What lines of the data below hold "that"? Show them.

------------------------------------------------------------

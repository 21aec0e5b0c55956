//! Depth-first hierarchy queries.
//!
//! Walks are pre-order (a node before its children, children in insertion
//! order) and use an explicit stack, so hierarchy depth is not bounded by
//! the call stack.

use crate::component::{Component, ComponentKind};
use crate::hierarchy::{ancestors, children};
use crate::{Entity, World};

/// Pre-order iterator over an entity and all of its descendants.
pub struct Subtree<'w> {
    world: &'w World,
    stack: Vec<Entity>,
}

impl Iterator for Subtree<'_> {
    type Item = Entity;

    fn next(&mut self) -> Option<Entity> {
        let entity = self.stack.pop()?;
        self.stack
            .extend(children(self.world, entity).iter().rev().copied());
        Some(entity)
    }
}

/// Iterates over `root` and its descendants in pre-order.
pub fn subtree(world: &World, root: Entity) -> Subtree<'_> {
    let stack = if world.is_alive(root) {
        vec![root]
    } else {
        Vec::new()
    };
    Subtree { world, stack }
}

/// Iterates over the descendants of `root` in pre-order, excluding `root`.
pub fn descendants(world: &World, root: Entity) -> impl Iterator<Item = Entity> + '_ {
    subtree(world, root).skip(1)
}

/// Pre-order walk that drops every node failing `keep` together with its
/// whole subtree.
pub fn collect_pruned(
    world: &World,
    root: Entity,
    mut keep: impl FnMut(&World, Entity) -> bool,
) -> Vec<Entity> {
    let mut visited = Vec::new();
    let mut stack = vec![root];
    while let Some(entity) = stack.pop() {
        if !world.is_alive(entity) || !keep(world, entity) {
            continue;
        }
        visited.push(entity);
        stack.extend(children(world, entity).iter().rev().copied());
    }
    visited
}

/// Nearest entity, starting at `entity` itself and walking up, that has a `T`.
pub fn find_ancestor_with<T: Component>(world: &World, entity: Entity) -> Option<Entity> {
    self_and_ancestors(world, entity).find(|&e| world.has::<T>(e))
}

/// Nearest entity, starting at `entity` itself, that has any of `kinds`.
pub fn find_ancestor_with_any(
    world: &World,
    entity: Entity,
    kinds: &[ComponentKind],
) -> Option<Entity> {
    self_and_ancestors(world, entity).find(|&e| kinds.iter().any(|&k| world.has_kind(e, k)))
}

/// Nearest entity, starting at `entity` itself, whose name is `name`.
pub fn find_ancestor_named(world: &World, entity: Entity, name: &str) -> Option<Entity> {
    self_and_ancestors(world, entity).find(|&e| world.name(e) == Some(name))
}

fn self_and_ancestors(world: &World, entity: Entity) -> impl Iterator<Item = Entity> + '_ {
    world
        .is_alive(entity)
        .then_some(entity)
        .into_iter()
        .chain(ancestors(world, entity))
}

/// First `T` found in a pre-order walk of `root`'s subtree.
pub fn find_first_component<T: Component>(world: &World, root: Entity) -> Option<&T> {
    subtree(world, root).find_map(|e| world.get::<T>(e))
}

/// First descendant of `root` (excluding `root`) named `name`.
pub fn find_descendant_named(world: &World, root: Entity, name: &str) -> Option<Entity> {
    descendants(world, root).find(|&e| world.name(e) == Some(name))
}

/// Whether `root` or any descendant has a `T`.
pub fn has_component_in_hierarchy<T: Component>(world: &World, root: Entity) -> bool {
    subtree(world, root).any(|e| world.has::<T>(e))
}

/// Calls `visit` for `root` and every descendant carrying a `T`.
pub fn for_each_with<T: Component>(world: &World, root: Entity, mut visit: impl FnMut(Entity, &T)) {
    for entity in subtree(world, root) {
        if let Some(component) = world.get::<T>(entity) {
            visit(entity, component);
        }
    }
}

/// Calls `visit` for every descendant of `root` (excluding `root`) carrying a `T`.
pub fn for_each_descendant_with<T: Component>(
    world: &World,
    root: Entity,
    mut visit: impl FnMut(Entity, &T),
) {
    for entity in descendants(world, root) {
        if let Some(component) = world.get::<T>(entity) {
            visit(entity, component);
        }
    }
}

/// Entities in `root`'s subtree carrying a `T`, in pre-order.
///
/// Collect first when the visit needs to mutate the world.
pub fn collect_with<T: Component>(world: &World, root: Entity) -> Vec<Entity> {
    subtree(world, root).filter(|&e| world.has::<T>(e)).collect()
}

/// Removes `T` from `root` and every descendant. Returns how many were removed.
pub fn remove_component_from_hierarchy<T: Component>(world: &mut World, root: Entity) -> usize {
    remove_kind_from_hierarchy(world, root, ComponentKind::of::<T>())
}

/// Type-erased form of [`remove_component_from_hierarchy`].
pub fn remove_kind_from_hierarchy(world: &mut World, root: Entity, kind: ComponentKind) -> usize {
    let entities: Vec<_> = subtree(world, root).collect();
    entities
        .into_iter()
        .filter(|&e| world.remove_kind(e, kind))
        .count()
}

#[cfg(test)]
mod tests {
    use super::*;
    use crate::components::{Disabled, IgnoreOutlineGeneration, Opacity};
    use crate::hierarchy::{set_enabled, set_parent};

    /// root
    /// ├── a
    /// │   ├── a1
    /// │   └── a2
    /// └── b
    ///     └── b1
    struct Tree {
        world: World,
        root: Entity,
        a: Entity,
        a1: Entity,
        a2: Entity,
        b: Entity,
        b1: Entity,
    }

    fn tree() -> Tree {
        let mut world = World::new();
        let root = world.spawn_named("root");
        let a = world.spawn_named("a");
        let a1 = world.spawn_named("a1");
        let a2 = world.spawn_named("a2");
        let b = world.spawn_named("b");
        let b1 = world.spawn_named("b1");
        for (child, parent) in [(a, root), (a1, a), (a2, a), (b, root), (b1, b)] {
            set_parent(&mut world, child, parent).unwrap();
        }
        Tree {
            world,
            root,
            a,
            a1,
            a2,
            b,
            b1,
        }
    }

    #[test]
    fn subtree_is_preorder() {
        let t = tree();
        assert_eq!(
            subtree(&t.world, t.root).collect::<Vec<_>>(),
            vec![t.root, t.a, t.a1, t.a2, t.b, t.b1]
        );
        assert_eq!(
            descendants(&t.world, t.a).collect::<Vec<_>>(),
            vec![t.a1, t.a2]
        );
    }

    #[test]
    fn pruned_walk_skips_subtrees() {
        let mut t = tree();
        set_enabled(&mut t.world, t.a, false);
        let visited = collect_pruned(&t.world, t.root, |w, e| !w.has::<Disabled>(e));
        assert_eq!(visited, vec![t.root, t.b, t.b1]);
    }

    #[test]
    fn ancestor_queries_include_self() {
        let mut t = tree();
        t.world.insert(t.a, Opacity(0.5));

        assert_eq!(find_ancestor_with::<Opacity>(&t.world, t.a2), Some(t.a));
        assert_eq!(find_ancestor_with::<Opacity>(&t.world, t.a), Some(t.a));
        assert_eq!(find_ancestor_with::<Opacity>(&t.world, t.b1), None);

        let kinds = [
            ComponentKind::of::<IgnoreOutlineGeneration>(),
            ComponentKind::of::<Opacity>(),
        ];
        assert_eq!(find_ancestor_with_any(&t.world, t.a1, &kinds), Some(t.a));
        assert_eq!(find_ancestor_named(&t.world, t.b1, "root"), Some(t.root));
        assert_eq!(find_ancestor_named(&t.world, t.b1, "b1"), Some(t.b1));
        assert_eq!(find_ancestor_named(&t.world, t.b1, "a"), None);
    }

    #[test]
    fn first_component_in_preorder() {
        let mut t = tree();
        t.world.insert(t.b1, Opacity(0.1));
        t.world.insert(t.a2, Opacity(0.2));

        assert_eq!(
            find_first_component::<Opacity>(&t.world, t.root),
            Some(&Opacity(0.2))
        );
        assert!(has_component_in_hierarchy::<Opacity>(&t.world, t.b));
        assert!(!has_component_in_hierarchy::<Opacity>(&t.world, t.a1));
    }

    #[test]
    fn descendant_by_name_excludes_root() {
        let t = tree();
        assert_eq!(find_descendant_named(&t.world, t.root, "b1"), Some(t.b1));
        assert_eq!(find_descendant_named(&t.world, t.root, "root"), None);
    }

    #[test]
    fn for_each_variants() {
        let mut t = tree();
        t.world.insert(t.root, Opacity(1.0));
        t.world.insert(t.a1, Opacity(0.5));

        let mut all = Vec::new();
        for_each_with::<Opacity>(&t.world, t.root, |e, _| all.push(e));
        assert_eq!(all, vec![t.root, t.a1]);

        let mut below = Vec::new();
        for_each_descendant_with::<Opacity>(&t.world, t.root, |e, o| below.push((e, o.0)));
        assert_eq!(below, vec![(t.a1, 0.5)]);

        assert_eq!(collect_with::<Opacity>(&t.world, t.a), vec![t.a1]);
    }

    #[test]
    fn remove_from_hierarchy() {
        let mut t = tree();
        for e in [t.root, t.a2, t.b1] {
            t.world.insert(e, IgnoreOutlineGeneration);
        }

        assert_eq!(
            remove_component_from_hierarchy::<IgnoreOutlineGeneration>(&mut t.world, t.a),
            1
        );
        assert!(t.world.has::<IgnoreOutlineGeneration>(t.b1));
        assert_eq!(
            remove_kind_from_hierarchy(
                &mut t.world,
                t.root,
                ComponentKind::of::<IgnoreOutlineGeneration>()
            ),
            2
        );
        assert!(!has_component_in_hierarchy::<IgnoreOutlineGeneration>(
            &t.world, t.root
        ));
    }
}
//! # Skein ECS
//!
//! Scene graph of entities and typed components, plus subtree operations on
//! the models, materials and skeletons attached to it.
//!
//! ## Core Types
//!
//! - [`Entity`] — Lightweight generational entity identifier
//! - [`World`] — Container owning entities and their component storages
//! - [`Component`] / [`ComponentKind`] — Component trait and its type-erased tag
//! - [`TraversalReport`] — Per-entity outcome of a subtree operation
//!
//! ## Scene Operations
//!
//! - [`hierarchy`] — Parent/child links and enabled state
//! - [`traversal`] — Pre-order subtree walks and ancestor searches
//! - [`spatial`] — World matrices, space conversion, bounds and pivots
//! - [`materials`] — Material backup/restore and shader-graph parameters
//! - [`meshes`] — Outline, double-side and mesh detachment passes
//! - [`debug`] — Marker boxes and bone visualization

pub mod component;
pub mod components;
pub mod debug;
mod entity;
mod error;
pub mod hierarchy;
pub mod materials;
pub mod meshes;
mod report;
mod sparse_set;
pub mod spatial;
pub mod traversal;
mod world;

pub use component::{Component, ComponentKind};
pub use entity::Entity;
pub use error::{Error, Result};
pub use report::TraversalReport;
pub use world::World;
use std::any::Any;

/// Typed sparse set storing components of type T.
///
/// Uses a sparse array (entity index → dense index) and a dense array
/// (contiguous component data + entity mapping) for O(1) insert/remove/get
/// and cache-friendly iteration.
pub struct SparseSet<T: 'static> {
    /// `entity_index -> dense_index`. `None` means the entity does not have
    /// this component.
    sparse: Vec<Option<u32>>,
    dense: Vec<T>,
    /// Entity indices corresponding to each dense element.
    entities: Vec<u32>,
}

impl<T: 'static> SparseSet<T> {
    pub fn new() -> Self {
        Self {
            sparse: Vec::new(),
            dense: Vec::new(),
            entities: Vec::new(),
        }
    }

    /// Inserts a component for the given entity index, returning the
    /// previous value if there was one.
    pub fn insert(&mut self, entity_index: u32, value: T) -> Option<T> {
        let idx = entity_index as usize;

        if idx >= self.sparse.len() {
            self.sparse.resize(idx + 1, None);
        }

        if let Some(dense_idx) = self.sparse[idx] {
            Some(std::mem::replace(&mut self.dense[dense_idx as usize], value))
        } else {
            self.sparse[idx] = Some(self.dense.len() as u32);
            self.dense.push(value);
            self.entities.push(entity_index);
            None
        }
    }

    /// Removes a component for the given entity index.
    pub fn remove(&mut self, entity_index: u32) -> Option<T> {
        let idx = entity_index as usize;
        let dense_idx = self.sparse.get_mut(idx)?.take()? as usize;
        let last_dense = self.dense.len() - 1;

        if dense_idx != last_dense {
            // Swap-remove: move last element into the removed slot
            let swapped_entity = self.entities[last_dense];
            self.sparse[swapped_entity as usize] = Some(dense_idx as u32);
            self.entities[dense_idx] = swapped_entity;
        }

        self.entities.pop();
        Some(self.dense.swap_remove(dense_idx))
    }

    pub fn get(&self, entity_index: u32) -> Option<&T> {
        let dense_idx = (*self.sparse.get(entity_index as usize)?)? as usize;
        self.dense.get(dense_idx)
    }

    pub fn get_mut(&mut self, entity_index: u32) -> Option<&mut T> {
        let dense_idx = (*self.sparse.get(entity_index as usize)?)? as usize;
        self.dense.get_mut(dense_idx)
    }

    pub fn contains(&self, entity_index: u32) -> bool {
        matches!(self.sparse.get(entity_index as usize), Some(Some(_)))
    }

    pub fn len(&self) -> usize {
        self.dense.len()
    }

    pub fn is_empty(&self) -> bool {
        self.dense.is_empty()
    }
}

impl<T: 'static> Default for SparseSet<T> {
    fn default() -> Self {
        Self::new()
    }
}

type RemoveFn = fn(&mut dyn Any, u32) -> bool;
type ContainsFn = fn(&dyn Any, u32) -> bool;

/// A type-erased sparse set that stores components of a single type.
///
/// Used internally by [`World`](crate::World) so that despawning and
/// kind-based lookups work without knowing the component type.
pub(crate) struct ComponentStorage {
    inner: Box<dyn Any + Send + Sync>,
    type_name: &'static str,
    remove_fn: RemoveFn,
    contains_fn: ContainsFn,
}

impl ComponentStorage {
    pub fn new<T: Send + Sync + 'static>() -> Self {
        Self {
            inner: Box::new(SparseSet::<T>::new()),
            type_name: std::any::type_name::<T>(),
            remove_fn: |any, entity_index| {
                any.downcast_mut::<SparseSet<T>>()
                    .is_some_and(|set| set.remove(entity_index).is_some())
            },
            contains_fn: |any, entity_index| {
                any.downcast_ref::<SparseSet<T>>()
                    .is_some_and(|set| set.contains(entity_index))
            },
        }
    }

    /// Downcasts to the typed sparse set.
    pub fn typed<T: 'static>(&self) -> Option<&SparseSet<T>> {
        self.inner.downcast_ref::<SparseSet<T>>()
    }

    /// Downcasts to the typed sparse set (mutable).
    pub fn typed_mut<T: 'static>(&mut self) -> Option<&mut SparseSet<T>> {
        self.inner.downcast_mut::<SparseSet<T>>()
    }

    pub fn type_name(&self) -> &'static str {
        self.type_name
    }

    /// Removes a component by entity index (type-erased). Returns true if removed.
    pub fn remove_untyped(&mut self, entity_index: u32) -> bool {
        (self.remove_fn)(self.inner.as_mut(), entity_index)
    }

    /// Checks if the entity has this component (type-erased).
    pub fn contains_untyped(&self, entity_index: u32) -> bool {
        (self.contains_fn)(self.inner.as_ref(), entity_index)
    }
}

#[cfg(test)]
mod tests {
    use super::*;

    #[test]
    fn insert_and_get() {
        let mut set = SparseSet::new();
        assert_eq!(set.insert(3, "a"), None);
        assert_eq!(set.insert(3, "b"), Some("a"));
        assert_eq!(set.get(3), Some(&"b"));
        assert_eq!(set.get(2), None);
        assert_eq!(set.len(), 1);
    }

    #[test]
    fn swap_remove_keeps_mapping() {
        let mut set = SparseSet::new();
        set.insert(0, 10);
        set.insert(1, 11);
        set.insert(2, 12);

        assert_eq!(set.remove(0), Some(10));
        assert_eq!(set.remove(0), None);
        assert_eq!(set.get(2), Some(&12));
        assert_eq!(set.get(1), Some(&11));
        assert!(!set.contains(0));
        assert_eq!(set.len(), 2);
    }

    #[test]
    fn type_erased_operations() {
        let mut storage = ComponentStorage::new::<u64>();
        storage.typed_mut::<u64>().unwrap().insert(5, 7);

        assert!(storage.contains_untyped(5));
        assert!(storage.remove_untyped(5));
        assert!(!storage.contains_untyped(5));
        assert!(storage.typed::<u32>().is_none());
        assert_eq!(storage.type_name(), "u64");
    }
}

------------------------------------------------------------

**RESULT OF THE TASK**
/// Pre-order walk that drops every node failing `keep` together with its
/// Nearest entity, starting at `entity` itself and walking up, that has a `T`.
/// Nearest entity, starting at `entity` itself, that has any of `kinds`.
/// A type-erased sparse set that stores components of a single type.
/// Used internally by [`World`](crate::World) so that despawning and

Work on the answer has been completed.